Venatius Honorius, On Easter:

O Christ, Thou Saviour of the world, merciful Creator and Redeemer, the only offspring from the Godhead of the Father, flowing in an indescribable manner from the heart of Thy Parent, Thou self-existing Word, and powerful from the mouth of Thy Father, equal to Him, of one mind with Him, His fellow, coeval with the Father, from whom at first the world derived its origin! Thou dost suspend the firmament, Thou heapest together the soil, Thou dost pour forth the seas, by whose government all things which are fixed in their places flourish. Who seeing that the human race was plunged in the depth of misery, that Thou mightest rescue man, didst Thyself also become man: nor wert Thou willing only to be born with a body, but Thou becamest flesh, which endured to be born and to die. Thou dost undergo funeral obsequies, Thyself the author of life and framer of the world, Thou dost enter the path of death, in giving the aid of salvation. The gloomy chains of the infernal law yielded, and chaos feared to be pressed by the presence of the light. Darkness perishes, put to flight by the brightness of Christ; the thick pall of eternal night falls. But restore the promised pledge, I pray Thee, O power benign! The third day has returned; arise, my buried One; it is not becoming that Thy limbs should lie in the lowly sepulchre, nor that worthless stones should press that which is the ransom of the world. It is unworthy that a stone should shut in with a confining rock, and cover Him in whose fist all things are enclosed. Take away the linen clothes, I pray; leave the napkins in the tomb: Thou art sufficient for us, and without Thee there is nothing. Release the chained shades of the infernal prison, and recall to the upper regions whatever sinks to the lowest depths. Give back Thy face, that the world may see the light; give back the day which flees from us at Thy death.
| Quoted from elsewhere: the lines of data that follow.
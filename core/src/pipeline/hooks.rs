// core/src/pipeline/hooks.rs

//! Registration of `before`, `on` and `after` handlers.
//!
//! Handlers may fail with any error convertible into the pipeline's `Err`,
//! which lets an application keep one error enum for all of its pipelines.

use crate::core::context_data::ContextData;
use crate::core::control::PipelineControl;
use crate::core::handler::Handler;
use crate::error::FlowError;
use crate::pipeline::definition::Pipeline;
use std::collections::HashMap;
use std::future::Future;

fn boxed<TData, Err, F, E>(
  handler_fn: impl Fn(ContextData<TData>) -> F + Send + Sync + 'static,
) -> Handler<TData, Err>
where
  TData: 'static + Send + Sync,
  F: Future<Output = Result<PipelineControl, E>> + Send + 'static,
  E: Into<Err> + Send + Sync + 'static,
  Err: 'static,
{
  Box::new(move |ctx_data| {
    let fut = handler_fn(ctx_data);
    Box::pin(async move { fut.await.map_err(Into::into) })
  })
}

fn push<TData: Send + Sync + 'static, Err>(map: &mut HashMap<String, Vec<Handler<TData, Err>>>, step_name: &str, handler: Handler<TData, Err>) {
  map.entry(step_name.to_string()).or_default().push(handler);
}

impl<TData, Err> Pipeline<TData, Err>
where
  TData: 'static + Send + Sync,
  Err: std::error::Error + From<FlowError> + Send + Sync + 'static,
{
  /// Adds a handler that runs before the step's `on` handlers.
  pub fn before<F, E>(&mut self, step_name: &str, handler_fn: impl Fn(ContextData<TData>) -> F + Send + Sync + 'static)
  where
    F: Future<Output = Result<PipelineControl, E>> + Send + 'static,
    E: Into<Err> + Send + Sync + 'static,
  {
    self.ensure_step_exists(step_name);
    push(&mut self.before, step_name, boxed(handler_fn));
  }

  /// Adds a main handler for the step. Handlers of one phase run in
  /// registration order.
  pub fn on<F, E>(&mut self, step_name: &str, handler_fn: impl Fn(ContextData<TData>) -> F + Send + Sync + 'static)
  where
    F: Future<Output = Result<PipelineControl, E>> + Send + 'static,
    E: Into<Err> + Send + Sync + 'static,
  {
    self.ensure_step_exists(step_name);
    push(&mut self.on, step_name, boxed(handler_fn));
  }

  /// Adds a handler that runs after the step's `on` handlers.
  pub fn after<F, E>(&mut self, step_name: &str, handler_fn: impl Fn(ContextData<TData>) -> F + Send + Sync + 'static)
  where
    F: Future<Output = Result<PipelineControl, E>> + Send + 'static,
    E: Into<Err> + Send + Sync + 'static,
  {
    self.ensure_step_exists(step_name);
    push(&mut self.after, step_name, boxed(handler_fn));
  }

  /// Registers an already boxed handler, e.g. one built by a shared factory.
  pub fn on_handler(&mut self, step_name: &str, handler: Handler<TData, Err>) {
    self.ensure_step_exists(step_name);
    push(&mut self.on, step_name, handler);
  }
}
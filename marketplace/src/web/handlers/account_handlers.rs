// marketplace/src/web/handlers/account_handlers.rs

use actix_web::{web, HttpResponse};
use serde_json::json;
use tracing::instrument;

use crate::errors::AppError;
use crate::services::accounts::{self, SellerRegistration};
use crate::state::AppState;
use crate::web::auth::AuthenticatedUser;

#[instrument(name = "handler::register_seller", skip(app_state, payload), fields(user_id = %auth_user.user_id))]
pub async fn register_seller_handler(
  app_state: web::Data<AppState>,
  payload: web::Json<SellerRegistration>,
  auth_user: AuthenticatedUser,
) -> Result<HttpResponse, AppError> {
  let seller = accounts::register_seller(app_state.store.as_ref(), auth_user.user_id, payload.into_inner()).await?;
  Ok(HttpResponse::Created().json(json!({
      "message": "Seller profile created.",
      "seller": seller
  })))
}
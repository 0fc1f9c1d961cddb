// core/src/error.rs
use anyhow::Error as AnyhowError;
use thiserror::Error;

/// Errors raised by the engine itself, as opposed to the errors that
/// application handlers return.
#[derive(Debug, Error)]
pub enum FlowError {
  #[error("Step not found: {step_name}")]
  StepNotFound { step_name: String },

  #[error("Handler missing for non-optional step: {step_name}")]
  HandlerMissing { step_name: String },

  #[error("Context type mismatch (expected {expected_type}, at '{step_name}')")]
  TypeMismatch { step_name: String, expected_type: String },

  #[error("No pipeline registered for context type {type_name}")]
  PipelineNotRegistered { type_name: String },

  #[error("Handler failed. Source: {source}")]
  HandlerError {
    #[source]
    source: AnyhowError,
  },

  #[error("Internal flowline error: {0}")]
  Internal(String),
}

impl From<AnyhowError> for FlowError {
  fn from(err: AnyhowError) -> Self {
    FlowError::HandlerError { source: err }
  }
}

pub type FlowResult<T, E = FlowError> = std::result::Result<T, E>;
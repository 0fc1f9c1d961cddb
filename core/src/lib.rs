// core/src/lib.rs

//! Flowline: asynchronous step pipelines over shared, lockable context data.
//!
//! A [`Pipeline`] is an ordered list of named steps. Each step can carry
//! `before`, `on` and `after` handlers, an optional flag and a skip
//! condition. Handlers receive a cheap clone of the run's [`ContextData`],
//! take short read/write locks on it, and answer with a [`PipelineControl`]
//! telling the pipeline whether to go on or stop.
//!
//! A [`Flowline`] registry keeps one pipeline per context data type, so
//! callers can start a workflow by building its context and calling
//! [`Flowline::run`] without naming the pipeline.

pub mod core;
pub mod error;
pub mod pipeline;
pub mod registry;

pub use crate::core::context_data::ContextData;
pub use crate::core::control::{PipelineControl, PipelineResult};
pub use crate::core::handler::Handler;
pub use crate::core::step::{SkipCondition, StepDef};

pub use crate::pipeline::definition::Pipeline;

pub use crate::error::{FlowError, FlowResult};

pub use crate::registry::Flowline;
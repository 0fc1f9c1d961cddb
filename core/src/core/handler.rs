// core/src/core/handler.rs

use crate::core::context_data::ContextData;
use crate::core::control::PipelineControl;
use std::future::Future;
use std::pin::Pin;

/// Boxed async step handler.
///
/// A handler owns a clone of the run's `ContextData<TData>`. Lock guards
/// taken inside it must be released before the next `.await`.
pub type Handler<TData, Err> = Box<
  dyn Fn(ContextData<TData>) -> Pin<Box<dyn Future<Output = Result<PipelineControl, Err>> + Send>>
    + Send
    + Sync,
>;
// core/src/pipeline/execution.rs

//! `Pipeline::run`.

use crate::core::context_data::ContextData;
use crate::core::control::{PipelineControl, PipelineResult};
use crate::core::handler::Handler;
use crate::error::FlowError;
use crate::pipeline::definition::Pipeline;
use tracing::{event, instrument, Instrument, Level};

/// What a phase asked the run to do next.
enum PhaseOutcome {
  Continue,
  Stop,
}

impl<TData, Err> Pipeline<TData, Err>
where
  TData: 'static + Send + Sync,
  Err: std::error::Error + From<FlowError> + Send + Sync + 'static,
{
  /// Runs every step in order against `ctx_data`.
  ///
  /// Per step: the skip condition is checked, then the `before`, `on` and
  /// `after` handlers run in that order. The first handler error aborts the
  /// run and is returned as is; a `Stop` ends the run with
  /// [`PipelineResult::Stopped`]. A non-optional step without any handler
  /// fails with [`FlowError::HandlerMissing`].
  #[instrument(
    name = "Pipeline::run",
    skip_all,
    fields(context_type = %std::any::type_name::<TData>(), num_steps = self.steps.len()),
    err(Display)
  )]
  pub async fn run(&self, ctx_data: ContextData<TData>) -> Result<PipelineResult, Err> {
    for (step_index, step) in self.steps.iter().enumerate() {
      let name = step.name.as_str();
      let span = tracing::info_span!("pipeline_step", step_name = name, step_index, optional = step.optional);

      if let Some(skip_if) = &step.skip_if {
        if skip_if(ctx_data.clone()) {
          event!(parent: &span, Level::DEBUG, "step skipped by its condition");
          continue;
        }
      }

      let phases = [
        ("before", self.before.get(name)),
        ("on", self.on.get(name)),
        ("after", self.after.get(name)),
      ];

      if phases.iter().all(|(_, handlers)| handlers.map_or(true, |v| v.is_empty())) {
        if step.optional {
          event!(parent: &span, Level::DEBUG, "optional step has no handlers, skipping");
          continue;
        }
        event!(parent: &span, Level::ERROR, "required step has no handlers");
        return Err(Err::from(FlowError::HandlerMissing {
          step_name: step.name.clone(),
        }));
      }

      for (phase, handlers) in phases {
        let Some(handlers) = handlers else { continue };
        match run_phase(phase, handlers, &ctx_data).instrument(span.clone()).await? {
          PhaseOutcome::Continue => {}
          PhaseOutcome::Stop => {
            event!(parent: &span, Level::INFO, phase, "pipeline stopped by a handler");
            return Ok(PipelineResult::Stopped);
          }
        }
      }
    }

    event!(Level::DEBUG, "pipeline completed");
    Ok(PipelineResult::Completed)
  }
}

async fn run_phase<TData, Err>(
  phase: &'static str,
  handlers: &[Handler<TData, Err>],
  ctx_data: &ContextData<TData>,
) -> Result<PhaseOutcome, Err>
where
  TData: 'static + Send + Sync,
  Err: std::error::Error + Send + Sync + 'static,
{
  for (handler_index, handler) in handlers.iter().enumerate() {
    match handler(ctx_data.clone()).await {
      Ok(PipelineControl::Continue) => {}
      Ok(PipelineControl::Stop) => return Ok(PhaseOutcome::Stop),
      Err(e) => {
        event!(Level::WARN, phase, handler_index, error = %e, "handler failed");
        return Err(e);
      }
    }
  }
  Ok(PhaseOutcome::Continue)
}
But returning, O holy conqueror! Thou didst altogether fill the heaven! Tartarus lies depressed, nor retains its rights. The ruler of the lower regions, insatiably opening his hollow jaws, who has always been a spoiler, becomes a prey to Thee. Thou rescuest an innumerable people from the prison of death, and they follow in freedom to the place whither their leader approaches. The fierce monster in alarm vomits forth the multitude whom he had swallowed up, and the Lamb withdraws the sheep from the jaw of the wolf.


Melito of Sardis, On Pascha:

But he arose from the dead and mounted up to the heights of heaven. When the Lord had clothed himself with humanity, and had suffered for the sake of the sufferer, and had been bound for the sake of the imprisoned, and had been judged for the sake of the condemned, and buried for the sake of the one who was buried, he rose up from the dead, and cried aloud with this voice: Who is he who contends with me? Let him stand in opposition to me. I set the condemned man free; I gave the dead man life; I raised up the one who had been entombed.

“Who is my opponent? I,” he says, “am the Christ.”

“I am the one who destroyed death, and triumphed over the enemy, and trampled Hades under foot, and bound the strong one, and carried off man to the heights of heaven, I,” he says, “am the Christ.”

“Therefore, come, all families of men, you who have been befouled with sins, and receive forgiveness for your sins. I am your forgiveness, I am the Passover of your salvation, I am the lamb which was sacrificed for you, I am your ransom, I am your light, I am your saviour, I am your resurrection, I am your king, I am leading you up to the heights of heaven, I will show you the eternal Father, I will raise you up by my right hand.”

This is the one who made the heavens and the earth, and who in the beginning created man, who was proclaimed through the law and prophets, who became human via the virgin, who was hanged upon a tree, who was buried in the earth, who was resurrected from the dead, and who ascended to the heights of heaven, who sits at the right hand of the Father, who has authority to judge and to save everything, through whom the Father created everything from the beginning of the world to the end of the age. This is the alpha and the omega. This is the beginning and the end–an indescribable beginning and an incomprehensible end. This is the Christ. This is the king. This is Jesus. This is the general. This is the Lord. This is the one who rose up from the dead. This is the one who sits at the right hand of the Father. He bears the Father and is borne by the Father, to whom be the glory and the power forever. Amen.

Saturday, April 3, 2010

Holy and Great Saturday

The Sabbath is the day of rest, when in the beginning God did not merely complete creation by passively ceasing to create but by actively declaring finality. It would not suffice to create man on the sixth day and then proceed immediately into the daily business of the cosmos. God positively declared completion, and with that completion rest.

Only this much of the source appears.